TASK ITEM: Show the lines below that contain the string "insert".

BEGIN

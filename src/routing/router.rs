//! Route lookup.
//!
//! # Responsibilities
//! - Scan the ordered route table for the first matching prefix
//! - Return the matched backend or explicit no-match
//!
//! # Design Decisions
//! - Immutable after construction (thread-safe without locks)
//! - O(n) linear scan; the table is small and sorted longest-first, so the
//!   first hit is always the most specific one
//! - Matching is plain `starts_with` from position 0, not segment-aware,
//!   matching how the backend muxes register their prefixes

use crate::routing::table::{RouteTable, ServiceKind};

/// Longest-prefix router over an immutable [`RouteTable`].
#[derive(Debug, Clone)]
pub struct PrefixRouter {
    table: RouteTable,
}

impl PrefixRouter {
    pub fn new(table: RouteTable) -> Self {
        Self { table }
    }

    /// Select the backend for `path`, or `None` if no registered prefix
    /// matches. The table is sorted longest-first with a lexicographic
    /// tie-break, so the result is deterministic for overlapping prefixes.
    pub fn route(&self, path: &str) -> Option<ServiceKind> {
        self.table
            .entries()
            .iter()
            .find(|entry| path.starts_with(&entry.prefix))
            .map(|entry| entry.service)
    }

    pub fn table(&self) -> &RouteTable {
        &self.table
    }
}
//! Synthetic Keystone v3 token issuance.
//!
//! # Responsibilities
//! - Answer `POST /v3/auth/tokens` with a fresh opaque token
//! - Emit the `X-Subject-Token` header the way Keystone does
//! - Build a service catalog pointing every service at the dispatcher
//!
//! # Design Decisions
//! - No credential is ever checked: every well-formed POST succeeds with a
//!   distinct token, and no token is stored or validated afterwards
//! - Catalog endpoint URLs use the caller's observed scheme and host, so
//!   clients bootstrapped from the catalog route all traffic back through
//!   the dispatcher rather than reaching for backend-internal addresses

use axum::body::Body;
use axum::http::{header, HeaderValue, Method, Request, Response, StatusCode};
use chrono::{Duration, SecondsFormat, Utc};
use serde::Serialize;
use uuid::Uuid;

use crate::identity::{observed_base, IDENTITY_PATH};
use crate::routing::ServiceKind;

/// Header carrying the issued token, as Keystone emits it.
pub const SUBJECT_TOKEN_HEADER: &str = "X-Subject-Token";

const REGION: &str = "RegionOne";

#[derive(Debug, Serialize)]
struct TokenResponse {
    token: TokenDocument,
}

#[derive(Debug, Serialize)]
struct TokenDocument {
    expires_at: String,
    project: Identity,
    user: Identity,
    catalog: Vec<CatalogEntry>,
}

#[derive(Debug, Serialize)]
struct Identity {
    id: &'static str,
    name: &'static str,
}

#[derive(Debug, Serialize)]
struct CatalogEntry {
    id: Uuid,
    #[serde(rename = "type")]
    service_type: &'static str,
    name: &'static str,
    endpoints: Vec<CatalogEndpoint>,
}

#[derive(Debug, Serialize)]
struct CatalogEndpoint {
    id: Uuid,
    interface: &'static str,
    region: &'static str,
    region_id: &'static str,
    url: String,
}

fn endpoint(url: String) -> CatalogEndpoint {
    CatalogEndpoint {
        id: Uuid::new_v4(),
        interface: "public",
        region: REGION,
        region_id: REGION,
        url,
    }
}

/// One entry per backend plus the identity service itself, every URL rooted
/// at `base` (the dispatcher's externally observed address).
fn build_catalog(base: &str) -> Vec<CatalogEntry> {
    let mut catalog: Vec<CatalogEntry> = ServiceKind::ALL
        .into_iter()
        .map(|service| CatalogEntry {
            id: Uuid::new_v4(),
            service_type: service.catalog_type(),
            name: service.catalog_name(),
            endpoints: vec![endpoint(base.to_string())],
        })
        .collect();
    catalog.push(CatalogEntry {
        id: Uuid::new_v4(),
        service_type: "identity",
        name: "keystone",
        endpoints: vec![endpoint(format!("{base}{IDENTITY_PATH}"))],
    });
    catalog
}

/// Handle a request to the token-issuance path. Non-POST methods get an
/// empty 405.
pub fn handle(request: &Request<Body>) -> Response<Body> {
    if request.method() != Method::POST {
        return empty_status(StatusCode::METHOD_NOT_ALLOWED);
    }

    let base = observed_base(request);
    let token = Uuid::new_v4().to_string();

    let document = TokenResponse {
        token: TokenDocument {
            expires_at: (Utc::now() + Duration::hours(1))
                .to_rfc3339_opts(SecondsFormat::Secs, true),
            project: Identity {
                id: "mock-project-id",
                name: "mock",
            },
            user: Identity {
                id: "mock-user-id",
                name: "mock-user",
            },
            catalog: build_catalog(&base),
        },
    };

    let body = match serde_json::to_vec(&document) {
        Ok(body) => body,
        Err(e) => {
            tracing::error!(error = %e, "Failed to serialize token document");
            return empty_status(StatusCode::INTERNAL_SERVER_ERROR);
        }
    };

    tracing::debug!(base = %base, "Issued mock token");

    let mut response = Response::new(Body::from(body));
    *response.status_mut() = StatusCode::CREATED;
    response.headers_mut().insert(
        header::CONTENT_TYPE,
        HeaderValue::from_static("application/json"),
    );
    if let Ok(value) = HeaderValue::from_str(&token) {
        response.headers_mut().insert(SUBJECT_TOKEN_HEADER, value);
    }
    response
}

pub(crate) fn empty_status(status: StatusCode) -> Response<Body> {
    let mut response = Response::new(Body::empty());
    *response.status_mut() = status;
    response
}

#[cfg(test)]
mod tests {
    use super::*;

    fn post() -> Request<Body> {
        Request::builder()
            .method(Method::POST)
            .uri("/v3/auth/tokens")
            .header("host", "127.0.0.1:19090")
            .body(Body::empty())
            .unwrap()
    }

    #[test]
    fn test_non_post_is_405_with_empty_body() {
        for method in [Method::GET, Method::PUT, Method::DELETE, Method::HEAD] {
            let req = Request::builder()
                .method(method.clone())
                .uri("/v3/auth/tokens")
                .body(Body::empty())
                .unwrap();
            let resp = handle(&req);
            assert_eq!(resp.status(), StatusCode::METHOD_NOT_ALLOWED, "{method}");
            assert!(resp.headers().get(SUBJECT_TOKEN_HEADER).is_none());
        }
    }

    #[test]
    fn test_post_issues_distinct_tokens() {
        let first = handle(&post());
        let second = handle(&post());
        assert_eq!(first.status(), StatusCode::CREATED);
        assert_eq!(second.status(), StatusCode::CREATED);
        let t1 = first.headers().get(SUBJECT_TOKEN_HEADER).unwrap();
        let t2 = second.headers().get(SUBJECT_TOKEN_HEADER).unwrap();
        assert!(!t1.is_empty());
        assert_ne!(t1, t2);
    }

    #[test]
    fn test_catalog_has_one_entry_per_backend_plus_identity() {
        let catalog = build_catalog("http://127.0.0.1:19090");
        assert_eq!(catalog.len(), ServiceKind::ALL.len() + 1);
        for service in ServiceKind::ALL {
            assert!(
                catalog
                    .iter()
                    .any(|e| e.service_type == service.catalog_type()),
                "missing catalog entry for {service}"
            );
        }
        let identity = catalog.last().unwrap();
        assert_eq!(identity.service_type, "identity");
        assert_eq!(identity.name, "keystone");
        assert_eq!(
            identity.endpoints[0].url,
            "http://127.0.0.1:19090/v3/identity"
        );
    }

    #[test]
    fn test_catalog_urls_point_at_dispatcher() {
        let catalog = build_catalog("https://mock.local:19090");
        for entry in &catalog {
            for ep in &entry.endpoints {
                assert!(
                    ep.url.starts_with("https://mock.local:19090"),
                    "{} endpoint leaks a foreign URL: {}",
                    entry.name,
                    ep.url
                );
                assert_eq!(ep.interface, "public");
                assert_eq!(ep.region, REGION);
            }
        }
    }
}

END
BEGIN

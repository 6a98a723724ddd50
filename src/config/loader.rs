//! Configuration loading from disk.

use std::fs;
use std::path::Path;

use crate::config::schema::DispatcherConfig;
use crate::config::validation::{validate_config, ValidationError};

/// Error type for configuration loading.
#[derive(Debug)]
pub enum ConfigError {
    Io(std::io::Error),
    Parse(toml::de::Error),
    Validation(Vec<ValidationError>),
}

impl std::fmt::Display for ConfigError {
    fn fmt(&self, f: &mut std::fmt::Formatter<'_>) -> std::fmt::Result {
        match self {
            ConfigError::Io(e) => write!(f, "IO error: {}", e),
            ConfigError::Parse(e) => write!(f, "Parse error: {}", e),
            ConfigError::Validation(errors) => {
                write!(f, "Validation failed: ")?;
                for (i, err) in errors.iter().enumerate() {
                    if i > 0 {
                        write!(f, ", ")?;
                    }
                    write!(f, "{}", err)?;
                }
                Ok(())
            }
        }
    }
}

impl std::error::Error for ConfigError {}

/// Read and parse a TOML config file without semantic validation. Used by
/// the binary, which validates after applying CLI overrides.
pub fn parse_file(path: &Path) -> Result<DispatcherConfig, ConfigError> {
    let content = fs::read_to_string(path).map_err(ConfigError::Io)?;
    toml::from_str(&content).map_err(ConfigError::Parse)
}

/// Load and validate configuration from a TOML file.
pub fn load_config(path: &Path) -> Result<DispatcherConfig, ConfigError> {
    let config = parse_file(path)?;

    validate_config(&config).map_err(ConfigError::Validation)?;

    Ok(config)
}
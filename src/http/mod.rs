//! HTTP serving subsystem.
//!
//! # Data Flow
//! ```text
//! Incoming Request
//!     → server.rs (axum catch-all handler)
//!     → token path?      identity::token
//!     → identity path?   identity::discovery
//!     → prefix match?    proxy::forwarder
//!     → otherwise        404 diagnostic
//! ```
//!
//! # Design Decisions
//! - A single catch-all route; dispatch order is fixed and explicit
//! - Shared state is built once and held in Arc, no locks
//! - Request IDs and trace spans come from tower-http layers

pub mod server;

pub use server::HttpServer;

END

ANSWER BOX:
    response.headers_mut().insert(
        response.headers_mut().insert(SUBJECT_TOKEN_HEADER, value);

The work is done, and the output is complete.